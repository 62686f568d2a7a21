//! Access token caching for Firestore requests.
//!
//! Tokens are refreshed a minute before expiry. Concurrent callers share one
//! refresh, and a refresh failure falls back to the current token while it
//! is still usable.

use std::sync::Arc;
use std::time::{Duration, Instant};

use chrono::Utc;
use gcp_auth::TokenProvider;
use tokio::sync::RwLock;
use tracing::{debug, warn};

use crate::error::{FirestoreError, FirestoreResult};

/// Refresh this long before expiry.
const TOKEN_REFRESH_MARGIN: Duration = Duration::from_secs(60);

/// TTL used when the provider's expiry cannot be converted.
const TOKEN_DEFAULT_TTL: Duration = Duration::from_secs(50 * 60);

/// OAuth scope for Firestore REST access.
pub const FIRESTORE_SCOPE: &str = "https://www.googleapis.com/auth/datastore";

/// Where bearer tokens come from.
#[derive(Clone)]
pub enum AuthSource {
    /// Google service account or metadata server.
    Provider(Arc<dyn TokenProvider>),
    /// A fixed token, as accepted by the Firestore emulator.
    Static(String),
}

struct CachedToken {
    access_token: String,
    expires_at: Instant,
}

impl CachedToken {
    fn is_valid(&self) -> bool {
        Instant::now() + TOKEN_REFRESH_MARGIN < self.expires_at
    }

    fn is_usable(&self) -> bool {
        Instant::now() < self.expires_at
    }
}

/// Shared token cache.
pub struct TokenCache {
    source: AuthSource,
    cache: RwLock<Option<CachedToken>>,
}

impl TokenCache {
    pub fn new(source: AuthSource) -> Self {
        Self {
            source,
            cache: RwLock::new(None),
        }
    }

    /// Drop the cached token so the next call refreshes.
    pub async fn invalidate(&self) {
        *self.cache.write().await = None;
    }

    /// A valid access token, refreshing if necessary.
    pub async fn get_token(&self) -> FirestoreResult<String> {
        let provider = match &self.source {
            AuthSource::Static(token) => return Ok(token.clone()),
            AuthSource::Provider(provider) => provider,
        };

        {
            let cache = self.cache.read().await;
            if let Some(cached) = cache.as_ref().filter(|c| c.is_valid()) {
                return Ok(cached.access_token.clone());
            }
        }

        let mut cache = self.cache.write().await;
        // Another task may have refreshed while we waited for the lock.
        if let Some(cached) = cache.as_ref().filter(|c| c.is_valid()) {
            return Ok(cached.access_token.clone());
        }

        match provider.token(&[FIRESTORE_SCOPE]).await {
            Ok(token) => {
                let now = Utc::now();
                let exp = token.expires_at();
                let expires_at = if exp > now {
                    Instant::now() + (exp - now).to_std().unwrap_or(TOKEN_DEFAULT_TTL)
                } else {
                    Instant::now()
                };

                let access_token = token.as_str().to_string();
                *cache = Some(CachedToken {
                    access_token: access_token.clone(),
                    expires_at,
                });
                debug!("Refreshed Firestore access token");
                Ok(access_token)
            }
            Err(e) => {
                if let Some(cached) = cache.as_ref().filter(|c| c.is_usable()) {
                    warn!(error = %e, "Token refresh failed, using existing token");
                    return Ok(cached.access_token.clone());
                }
                Err(FirestoreError::auth_error(format!(
                    "Failed to obtain auth token: {}",
                    e
                )))
            }
        }
    }
}
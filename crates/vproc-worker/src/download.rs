//! Streaming source download.

use std::path::Path;
use std::time::Duration;

use futures_util::StreamExt;
use tokio::io::AsyncWriteExt;
use tracing::{debug, info};

use vproc_media::ProgressSink;

use crate::error::{WorkerError, WorkerResult};

/// HTTP client for source downloads; `timeout` bounds a whole transfer.
pub fn download_client(timeout: Duration) -> WorkerResult<reqwest::Client> {
    reqwest::Client::builder()
        .timeout(timeout)
        .connect_timeout(Duration::from_secs(30))
        .user_agent(concat!("vproc-worker/", env!("CARGO_PKG_VERSION")))
        .build()
        .map_err(|e| WorkerError::download_failed(format!("failed to build HTTP client: {}", e)))
}

/// Stream `url` into `dest`; returns the number of bytes written.
///
/// Reports 0-100 on `progress` when the server sends a content length.
/// A partially written file is removed on failure.
pub async fn download_source(
    client: &reqwest::Client,
    url: &str,
    dest: &Path,
    progress: &ProgressSink,
) -> WorkerResult<u64> {
    let result = stream_to_file(client, url, dest, progress).await;
    if result.is_err() {
        let _ = tokio::fs::remove_file(dest).await;
    }
    result
}

async fn stream_to_file(
    client: &reqwest::Client,
    url: &str,
    dest: &Path,
    progress: &ProgressSink,
) -> WorkerResult<u64> {
    let response = client
        .get(url)
        .send()
        .await
        .map_err(|e| WorkerError::download_failed(format!("{}: {}", url, e)))?;

    let status = response.status();
    if !status.is_success() {
        return Err(WorkerError::DownloadStatus {
            url: url.to_string(),
            status: status.as_u16(),
        });
    }

    let total = response.content_length().filter(|len| *len > 0);
    let mut file = tokio::fs::File::create(dest).await?;
    let mut stream = response.bytes_stream();
    let mut written: u64 = 0;

    while let Some(chunk) = stream.next().await {
        let data = chunk.map_err(|e| WorkerError::download_failed(format!("{}: {}", url, e)))?;
        file.write_all(&data).await?;
        written += data.len() as u64;
        if let Some(total) = total {
            progress.report(written as f64 / total as f64 * 100.0);
        }
    }
    file.flush().await?;

    if written == 0 {
        return Err(WorkerError::download_failed(format!("{}: empty response body", url)));
    }

    debug!(url, bytes = written, "Source stream finished");
    info!(
        path = %dest.display(),
        size_mb = written as f64 / 1_048_576.0,
        "Downloaded source video"
    );
    Ok(written)
}
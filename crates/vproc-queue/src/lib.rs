//! Job queue for video processing.
//!
//! This crate provides:
//! - The [`JobQueue`] capability used by workers
//! - A Redis implementation built on a pending list and an in-flight list
//! - An in-memory implementation for tests and local development

pub mod error;
pub mod memory;
pub mod queue;
pub mod redis_queue;

pub use error::{QueueError, QueueResult};
pub use memory::MemoryJobQueue;
pub use queue::{JobQueue, QueueConfig, RequeueOutcome};
pub use redis_queue::RedisJobQueue;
○ ○ ○ ○ ○ ○ ○
EXERCISE =>
Pull every line that holds the string "tokio" out of the records.

EXPECTED ANSWER =>
use tokio::sync::RwLock;
use tokio::io::AsyncWriteExt;
        let _ = tokio::fs::remove_file(dest).await;
    let mut file = tokio::fs::File::create(dest).await?;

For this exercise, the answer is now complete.